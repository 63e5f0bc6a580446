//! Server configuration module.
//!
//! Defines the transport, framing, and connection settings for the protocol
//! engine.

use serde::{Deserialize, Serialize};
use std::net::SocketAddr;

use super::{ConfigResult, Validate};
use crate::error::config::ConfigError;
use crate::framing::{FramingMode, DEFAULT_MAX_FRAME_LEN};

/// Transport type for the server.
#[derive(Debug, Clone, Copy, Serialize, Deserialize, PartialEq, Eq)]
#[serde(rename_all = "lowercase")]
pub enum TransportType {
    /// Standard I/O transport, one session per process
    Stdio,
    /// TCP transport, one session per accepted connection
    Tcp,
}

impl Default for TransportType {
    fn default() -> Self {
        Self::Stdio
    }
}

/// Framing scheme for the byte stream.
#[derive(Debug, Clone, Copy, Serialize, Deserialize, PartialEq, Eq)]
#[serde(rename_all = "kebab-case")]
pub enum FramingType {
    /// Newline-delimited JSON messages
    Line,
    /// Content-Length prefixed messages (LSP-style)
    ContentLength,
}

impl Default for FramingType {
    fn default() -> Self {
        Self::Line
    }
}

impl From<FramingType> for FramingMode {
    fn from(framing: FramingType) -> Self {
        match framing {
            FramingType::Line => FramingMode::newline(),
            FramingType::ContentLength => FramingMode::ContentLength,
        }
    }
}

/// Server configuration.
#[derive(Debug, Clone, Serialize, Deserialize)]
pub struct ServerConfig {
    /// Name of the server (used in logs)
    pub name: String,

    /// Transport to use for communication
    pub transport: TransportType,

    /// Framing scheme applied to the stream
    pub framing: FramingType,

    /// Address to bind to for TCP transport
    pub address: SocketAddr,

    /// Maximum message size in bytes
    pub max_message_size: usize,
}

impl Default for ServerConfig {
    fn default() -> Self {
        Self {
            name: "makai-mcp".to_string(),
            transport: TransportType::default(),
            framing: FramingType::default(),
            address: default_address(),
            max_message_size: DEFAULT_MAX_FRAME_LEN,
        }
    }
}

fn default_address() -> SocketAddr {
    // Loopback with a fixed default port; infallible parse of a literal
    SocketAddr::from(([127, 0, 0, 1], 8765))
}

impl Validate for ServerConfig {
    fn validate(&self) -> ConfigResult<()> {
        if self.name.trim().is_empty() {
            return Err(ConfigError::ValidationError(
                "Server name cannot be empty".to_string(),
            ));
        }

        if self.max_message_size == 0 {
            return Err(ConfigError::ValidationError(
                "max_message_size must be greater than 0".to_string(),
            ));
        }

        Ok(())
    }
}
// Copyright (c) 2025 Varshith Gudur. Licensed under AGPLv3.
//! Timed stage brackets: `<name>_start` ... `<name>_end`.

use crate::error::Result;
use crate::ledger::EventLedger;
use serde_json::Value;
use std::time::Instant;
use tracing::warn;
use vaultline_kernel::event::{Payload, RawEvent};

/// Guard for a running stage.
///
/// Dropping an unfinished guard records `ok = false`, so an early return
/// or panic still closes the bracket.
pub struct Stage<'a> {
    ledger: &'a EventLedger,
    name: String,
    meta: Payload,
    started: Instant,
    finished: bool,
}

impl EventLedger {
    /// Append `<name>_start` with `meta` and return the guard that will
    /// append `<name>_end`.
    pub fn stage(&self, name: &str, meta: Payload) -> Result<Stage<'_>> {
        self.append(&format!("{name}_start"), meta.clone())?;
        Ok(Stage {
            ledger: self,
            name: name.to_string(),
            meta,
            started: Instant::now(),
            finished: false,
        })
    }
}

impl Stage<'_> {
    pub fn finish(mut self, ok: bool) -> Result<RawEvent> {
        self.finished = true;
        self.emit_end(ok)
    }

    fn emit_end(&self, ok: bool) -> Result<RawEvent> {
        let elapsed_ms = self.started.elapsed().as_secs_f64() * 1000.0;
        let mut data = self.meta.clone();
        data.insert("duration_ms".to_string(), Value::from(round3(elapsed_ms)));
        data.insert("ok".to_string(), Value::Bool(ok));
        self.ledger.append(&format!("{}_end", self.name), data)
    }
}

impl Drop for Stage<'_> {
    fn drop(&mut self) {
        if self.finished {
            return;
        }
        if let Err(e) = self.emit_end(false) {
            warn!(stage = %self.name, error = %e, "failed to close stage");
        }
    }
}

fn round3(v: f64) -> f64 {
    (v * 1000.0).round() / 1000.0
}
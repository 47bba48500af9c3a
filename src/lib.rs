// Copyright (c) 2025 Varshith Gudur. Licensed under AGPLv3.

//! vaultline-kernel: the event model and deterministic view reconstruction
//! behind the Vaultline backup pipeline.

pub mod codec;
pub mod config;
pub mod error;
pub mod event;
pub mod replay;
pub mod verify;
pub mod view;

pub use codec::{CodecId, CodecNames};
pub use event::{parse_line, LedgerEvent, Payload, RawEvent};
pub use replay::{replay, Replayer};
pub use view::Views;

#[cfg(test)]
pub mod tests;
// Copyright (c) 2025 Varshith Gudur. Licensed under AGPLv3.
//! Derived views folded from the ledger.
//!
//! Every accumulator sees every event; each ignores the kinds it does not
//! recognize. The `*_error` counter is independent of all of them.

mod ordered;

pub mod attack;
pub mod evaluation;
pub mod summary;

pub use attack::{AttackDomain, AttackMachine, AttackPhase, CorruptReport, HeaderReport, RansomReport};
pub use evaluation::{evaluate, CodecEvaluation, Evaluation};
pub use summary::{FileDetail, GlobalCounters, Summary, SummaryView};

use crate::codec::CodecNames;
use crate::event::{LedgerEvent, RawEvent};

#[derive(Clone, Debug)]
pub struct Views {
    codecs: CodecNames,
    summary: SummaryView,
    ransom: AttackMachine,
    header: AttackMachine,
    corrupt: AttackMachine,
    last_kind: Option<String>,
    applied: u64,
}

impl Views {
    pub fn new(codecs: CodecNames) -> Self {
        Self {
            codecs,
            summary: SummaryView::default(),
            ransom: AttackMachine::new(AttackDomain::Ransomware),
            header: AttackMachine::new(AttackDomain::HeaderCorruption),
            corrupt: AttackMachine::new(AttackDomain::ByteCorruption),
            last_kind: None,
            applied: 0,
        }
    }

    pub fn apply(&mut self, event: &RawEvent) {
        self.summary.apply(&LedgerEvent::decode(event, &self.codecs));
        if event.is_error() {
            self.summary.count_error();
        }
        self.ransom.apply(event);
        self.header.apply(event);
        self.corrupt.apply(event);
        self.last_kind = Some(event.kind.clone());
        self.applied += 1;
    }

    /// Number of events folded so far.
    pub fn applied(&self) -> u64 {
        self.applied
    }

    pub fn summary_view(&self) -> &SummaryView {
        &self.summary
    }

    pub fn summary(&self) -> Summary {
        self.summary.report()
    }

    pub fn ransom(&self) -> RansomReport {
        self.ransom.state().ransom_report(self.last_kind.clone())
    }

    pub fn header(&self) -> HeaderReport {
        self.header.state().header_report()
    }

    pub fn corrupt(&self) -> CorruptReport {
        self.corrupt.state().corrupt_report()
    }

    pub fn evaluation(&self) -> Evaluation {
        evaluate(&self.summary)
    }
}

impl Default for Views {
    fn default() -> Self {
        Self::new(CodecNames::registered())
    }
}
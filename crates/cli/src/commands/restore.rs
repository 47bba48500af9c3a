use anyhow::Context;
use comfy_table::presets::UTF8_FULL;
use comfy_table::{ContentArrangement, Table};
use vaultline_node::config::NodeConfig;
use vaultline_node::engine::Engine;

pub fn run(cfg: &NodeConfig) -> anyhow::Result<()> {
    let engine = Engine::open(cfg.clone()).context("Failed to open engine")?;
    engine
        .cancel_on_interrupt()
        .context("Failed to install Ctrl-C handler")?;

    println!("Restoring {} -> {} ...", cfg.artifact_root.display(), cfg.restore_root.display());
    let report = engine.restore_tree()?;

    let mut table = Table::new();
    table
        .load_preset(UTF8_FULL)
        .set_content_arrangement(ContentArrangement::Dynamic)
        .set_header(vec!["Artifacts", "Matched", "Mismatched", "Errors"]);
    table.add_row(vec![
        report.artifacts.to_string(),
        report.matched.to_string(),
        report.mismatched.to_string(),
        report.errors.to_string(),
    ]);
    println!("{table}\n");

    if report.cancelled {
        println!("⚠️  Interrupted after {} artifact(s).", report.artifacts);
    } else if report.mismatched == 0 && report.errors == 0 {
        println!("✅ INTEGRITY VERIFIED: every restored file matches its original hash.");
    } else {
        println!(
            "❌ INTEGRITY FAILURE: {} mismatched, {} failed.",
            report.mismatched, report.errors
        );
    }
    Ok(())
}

* * * *

*Exercise objective*. Provide only the count of lines in the data above that include the string "scheme".

*Solution for this exercise*. 2